First, the touchpad wouldn’t work properly. Off to the forums. Okay, there’s a fix for that. I need to add a command to my boot parameters to make it work. Again, this requires a bit of comfort with a text editor and some non-unituitive commands but it worked.

Then there’s an issue with my video card not working quite right but at least it’s functional enough for now. I’ll address that later.

The sound sort of works. I get some noise but I’ll be damned if I can figure out how to record anything. The settings ask me to choose from so many choices that I’m not sure what’s right. Thankfully I have little interest in recording anything on my laptop so I can tackle that later too.

The fingerprint reader requires the addition of some other software and since I don’t care about it I’ll get to that later too.

Suspend and hibernate aren’t working quite right and this seems to be the way it has to be.

Most annoying is that my wireless card isn’t working. I went for the plain Dell card and apparently that was “my mistake”. It’s given people fits. To possibly fix this requires no less than 6 steps of more mumbo-jumbo including downloading a few other files and installing them and changing various settings.
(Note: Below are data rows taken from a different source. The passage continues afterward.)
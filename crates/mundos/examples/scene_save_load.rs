//! Scene Save/Load: write a world to JSON and read it back.
//!
//! Builds the ground/wall/camera scene, saves it, wipes the world, loads the
//! file and prints the restored tree. The fly camera comes back attached by
//! its registry key.
//!
//! Run with: `cargo run -p mundos --example scene_save_load [path]`

use mundos::prelude::*;

fn main() -> Result<(), Box<dyn std::error::Error>> {
    env_logger::init();

    let path = std::env::args()
        .nth(1)
        .unwrap_or_else(|| std::env::temp_dir().join("mundos_scene.json").display().to_string());

    let mut world = World::new();
    let mut host = ScriptHost::default();

    let ground = world.create(ArchetypeSpec::Model, "Ground", None)?;
    world.set(ground, Position::new(0.0, -1.0, 0.0))?;
    world.set(ground, Scale::new(10.0, 0.1, 10.0))?;
    world.set(ground, Mesh::new(0, 0))?;

    let wall = world.create(ArchetypeSpec::Model, "Wall", Some(ground))?;
    world.set(wall, Position::new(0.0, 0.5, -2.5))?;
    world.set(wall, Mesh::new(0, 1))?;

    let camera = world.create(ArchetypeSpec::Camera, "Camera", None)?;
    world.set(camera, Position::new(0.0, 1.0, 5.0))?;
    host.attach(&mut world, camera, FlyCamera::KEY)?;
    world.set_active_camera(Some(camera))?;

    save_scene_to_file(&world, &host, &path)?;
    println!("saved {} entities to {path}", world.entity_count() - 1);

    world.clear()?;
    println!("after clear: {} entities", world.entity_count());

    let loaded = load_scene_from_file(&mut world, &mut host, &path)?;
    println!("loaded {} entities", loaded.len());
    println!("{}", world.hierarchy().format_tree()?);

    let wall = world.entity_by_name("Wall").ok_or("wall missing after load")?;
    println!("wall world translation: {:?}", world.world_matrix(wall)?.w_axis.truncate());
    Ok(())
}
//! Engine configuration, stored as JSON.

use std::path::{Path, PathBuf};

use serde::{Deserialize, Serialize};

/// Failures reading or writing a config file.
#[derive(thiserror::Error, Debug)]
pub enum ConfigError {
    #[error("config I/O error on {path}: {source}")]
    Io {
        path: PathBuf,
        #[source]
        source: std::io::Error,
    },

    #[error("config JSON error: {0}")]
    Json(#[from] serde_json::Error),

    #[error("failed to build worker pool: {0}")]
    Pool(#[from] rayon::ThreadPoolBuildError),
}

#[derive(Debug, Clone, PartialEq, Serialize, Deserialize)]
#[serde(default)]
pub struct EngineConfig {
    /// Size of the script worker pool. `None` uses one thread per core.
    pub worker_threads: Option<usize>,
    /// Run `on_update` callbacks on the pool. Off runs them on the frame
    /// thread, in archetype order.
    pub parallel_scripts: bool,
    /// `env_logger` filter, e.g. `"mundos=debug"`. Ignored when `RUST_LOG` is
    /// set.
    pub log_filter: Option<String>,
    /// Scene loaded by [`Runtime::new`](crate::frame::Runtime::new).
    pub scene_path: Option<PathBuf>,
}

impl Default for EngineConfig {
    fn default() -> Self {
        Self {
            worker_threads: None,
            parallel_scripts: true,
            log_filter: None,
            scene_path: None,
        }
    }
}

impl EngineConfig {
    pub fn load(path: impl AsRef<Path>) -> Result<Self, ConfigError> {
        let path = path.as_ref();
        let json = std::fs::read_to_string(path).map_err(|source| ConfigError::Io {
            path: path.to_path_buf(),
            source,
        })?;
        Ok(serde_json::from_str(&json)?)
    }

    pub fn save(&self, path: impl AsRef<Path>) -> Result<(), ConfigError> {
        let path = path.as_ref();
        let json = serde_json::to_string_pretty(self)?;
        std::fs::write(path, json).map_err(|source| ConfigError::Io {
            path: path.to_path_buf(),
            source,
        })
    }

    /// Initialise `env_logger` with `log_filter` as the default filter.
    /// Safe to call more than once.
    pub fn init_logger(&self) {
        let filter = self.log_filter.as_deref().unwrap_or("info");
        let _ = env_logger::Builder::from_env(env_logger::Env::default().default_filter_or(filter)).try_init();
    }

    pub(crate) fn build_pool(&self) -> Result<rayon::ThreadPool, ConfigError> {
        let mut builder = rayon::ThreadPoolBuilder::new().thread_name(|i| format!("mundos-script-{i}"));
        if let Some(threads) = self.worker_threads {
            builder = builder.num_threads(threads);
        }
        Ok(builder.build()?)
    }
}
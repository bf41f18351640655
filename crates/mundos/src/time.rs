//! Frame timing and delta time.
//!
//! [`Time`] is advanced by the frame loop with the host-measured frame
//! duration, so scripts see the same delta no matter how the host paces
//! frames (vsync, a fixed test step, a replay).

use std::time::Duration;

/// Per-frame timing snapshot. Read-only to scripts.
#[derive(Debug, Clone, Copy, Default, PartialEq)]
pub struct Time {
    delta: Duration,
    elapsed: Duration,
    frame_count: u64,
}

impl Time {
    pub fn new() -> Self {
        Self::default()
    }

    /// Start a new frame that took `delta`.
    pub fn advance(&mut self, delta: Duration) {
        self.delta = delta;
        self.elapsed += delta;
        self.frame_count += 1;
    }

    /// Duration of the current frame.
    pub fn delta(&self) -> Duration {
        self.delta
    }

    /// Delta time in seconds, the usual way to scale movement.
    pub fn delta_secs(&self) -> f32 {
        self.delta.as_secs_f32()
    }

    pub fn elapsed(&self) -> Duration {
        self.elapsed
    }

    pub fn elapsed_secs(&self) -> f32 {
        self.elapsed.as_secs_f32()
    }

    pub fn frame_count(&self) -> u64 {
        self.frame_count
    }

    /// Estimated FPS based on the last delta.
    pub fn fps(&self) -> f32 {
        if self.delta.as_secs_f32() > 0.0 {
            1.0 / self.delta.as_secs_f32()
        } else {
            0.0
        }
    }
}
This all from an OS that purports to be ready for primetime for the masses. Sorry, I’m just not buying it. There are still too many trade-offs and things that just don’t work out of the box as you’d expect. What it does well it does great but far too often too many things don’t work and getting them to work is a major hassle that pretty much means you either give up your life to the undertaking to understand it and remember it or so these tweaks without really having any clue what it is you’re doing, why you’re doing it or how to do it again later.

I like what I see when it all works but I want so much more than I’m getting here.